Let *k* and *m* be two different strands and suppose that they do *not* form an EJP. Then the schematic specifies *unambiguously* whether *k* is to the left or to the right of *m*. Indeed, there exist the following possibilities for *k* and *m*: (i) they are in the same sheet, (ii) they are in different sheets and lie on opposite sides of an IJP, (iii) one of them is part of a JP and the other lies to the left or to the right of this JP, and (iv) they form a JP. For cases (i)–(iii), it is clear whether *k* is to the left or to the right of *m*. Regarding (iv), let us take, without loss of generality, *m*=*k*+1. If *k*−1 and *m*+1 lie on different sides of this JP, then the relative position of *k*, *m* is also well defined: if *k*−1 is on the left (right) and *m*+1 is on the right (left) of the JP (*k*, *m*=*k*+1), then *k* is also on the left (right) of *m*.

### 2.5 Path directions

We say that a path *i*↦*j* has *right* (*left*) *direction* or, equivalently, that it is a *rightward* (*leftward*) path, if for all consecutive pairs *k*, *k*+1 in this path, *k* is to the left (right) of *k*+1. Furthermore, if the path *i*−1↦*i*+1 has a right or left direction, then we also adopt this as the direction of the trivial path *i*↦*i*. For example, in figure 1*b*, the path 2↦5 and the trivial path 3↦3 are both leftward.

### 2.6 Direction change

If (*k*, *k*+1) is a JP and both *k*−1 and *k*+2 are to the left (right) of this JP, then we say that this JP causes a direction change, namely the direction changes from rightward (leftward) to leftward (rightward).

## 3. Fundamental principles

We introduce three *fundamental principles*. These can be considered as the fundamental axioms, from which observed motifs can be constructed. These fundamental principles are consistent with the following basic biological requirement.

Folding takes place using only necessary and uncomplicated moves. Unnecessary jumps or moves that create complicated structures are avoided.
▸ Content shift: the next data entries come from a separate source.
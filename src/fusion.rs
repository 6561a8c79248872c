//! Dense/sparse score fusion.
//!
//! Merges candidate lists from the dense (vector) and sparse (lexical)
//! channels into one ranked list: duplicates collapse by keeping the maximum
//! score per channel, each channel's scores are min-max normalized
//! independently, and the two normalized signals combine as a weighted sum.

use std::collections::HashMap;
use std::sync::Arc;

use tracing::{debug, warn};

use crate::document::{Candidate, Chunk};

/// A candidate after fusion, carrying both per-channel scores and the
/// combined score.
#[derive(Debug, Clone)]
pub struct FusedEntry {
    /// The fused chunk.
    pub chunk: Arc<Chunk>,
    /// Maximum dense score seen for this chunk (0.0 if dense never saw it).
    pub dense_score: f32,
    /// Maximum sparse score seen for this chunk (0.0 if sparse never saw it).
    pub sparse_score: f32,
    /// Weighted sum of the normalized channel scores (higher is better).
    pub fused_score: f32,
}

/// Identity key for aggregation: the chunk id, or pointer identity when the
/// id is empty (degraded but safe).
#[derive(Debug, Clone, PartialEq, Eq, Hash)]
pub(crate) enum ChunkKey {
    Id(String),
    Identity(usize),
}

pub(crate) fn chunk_key(chunk: &Arc<Chunk>) -> ChunkKey {
    if chunk.metadata.chunk_id.is_empty() {
        warn!(
            document = %chunk.metadata.document_name,
            "chunk has no chunk_id, falling back to pointer identity"
        );
        ChunkKey::Identity(Arc::as_ptr(chunk) as usize)
    } else {
        ChunkKey::Id(chunk.metadata.chunk_id.clone())
    }
}

/// Min-max normalize `values` into `[0, 1]`.
///
/// A list of equal values (including all zeros) normalizes to 1.0 for every
/// entry: a uniform signal carries no ordering information and must not be
/// zeroed out, and this also keeps the division well-defined.
pub fn normalize_scores(values: &[f32]) -> Vec<f32> {
    if values.is_empty() {
        return Vec::new();
    }
    let min = values.iter().copied().fold(f32::INFINITY, f32::min);
    let max = values.iter().copied().fold(f32::NEG_INFINITY, f32::max);
    if (max - min).abs() < 1e-9 {
        return vec![1.0; values.len()];
    }
    values.iter().map(|v| (v - min) / (max - min)).collect()
}

/// Fuse dense and sparse candidate lists into one ranked list.
///
/// Candidates aggregate by chunk id, keeping the maximum score per channel;
/// a chunk seen by only one channel scores 0.0 on the other. Aggregation
/// preserves first-seen order (dense list first), and the final descending
/// sort is stable, so identical inputs always produce identical output
/// ordering. Returns an empty list only when both inputs are empty.
pub fn fuse_candidates(
    dense: &[Candidate],
    sparse: &[Candidate],
    dense_weight: f32,
    sparse_weight: f32,
) -> Vec<FusedEntry> {
    struct Aggregate {
        chunk: Arc<Chunk>,
        dense_score: f32,
        sparse_score: f32,
    }

    let mut entries: Vec<Aggregate> = Vec::new();
    let mut index: HashMap<ChunkKey, usize> = HashMap::new();

    let mut merge = |candidate: &Candidate, is_dense: bool| {
        let slot = *index.entry(chunk_key(&candidate.chunk)).or_insert_with(|| {
            entries.push(Aggregate {
                chunk: Arc::clone(&candidate.chunk),
                dense_score: 0.0,
                sparse_score: 0.0,
            });
            entries.len() - 1
        });
        let entry = &mut entries[slot];
        if is_dense {
            entry.dense_score = entry.dense_score.max(candidate.score);
        } else {
            entry.sparse_score = entry.sparse_score.max(candidate.score);
        }
    };

    for candidate in dense {
        merge(candidate, true);
    }
    for candidate in sparse {
        merge(candidate, false);
    }

    if entries.is_empty() {
        return Vec::new();
    }

    let dense_norm = normalize_scores(&entries.iter().map(|e| e.dense_score).collect::<Vec<_>>());
    let sparse_norm = normalize_scores(&entries.iter().map(|e| e.sparse_score).collect::<Vec<_>>());

    let mut fused: Vec<FusedEntry> = entries
        .into_iter()
        .zip(dense_norm.iter().zip(sparse_norm.iter()))
        .map(|(entry, (&dn, &sn))| FusedEntry {
            chunk: entry.chunk,
            dense_score: entry.dense_score,
            sparse_score: entry.sparse_score,
            fused_score: dense_weight * dn + sparse_weight * sn,
        })
        .collect();

    fused.sort_by(|a, b| {
        b.fused_score.partial_cmp(&a.fused_score).unwrap_or(std::cmp::Ordering::Equal)
    });

    debug!(dense = dense.len(), sparse = sparse.len(), fused = fused.len(), "fused candidates");
    fused
}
For the generation of a motif, it is necessary that there exists a change of direction. According to the definitions of §2, this can occur only at a JP. However, if this JP is not an EJP, it is easy to see that this direction change leads to more direction changes and more JPs. Based on the above, we postulate the following.

### 3.1 Fundamental principle 1

A direction change occurs only at an EJP.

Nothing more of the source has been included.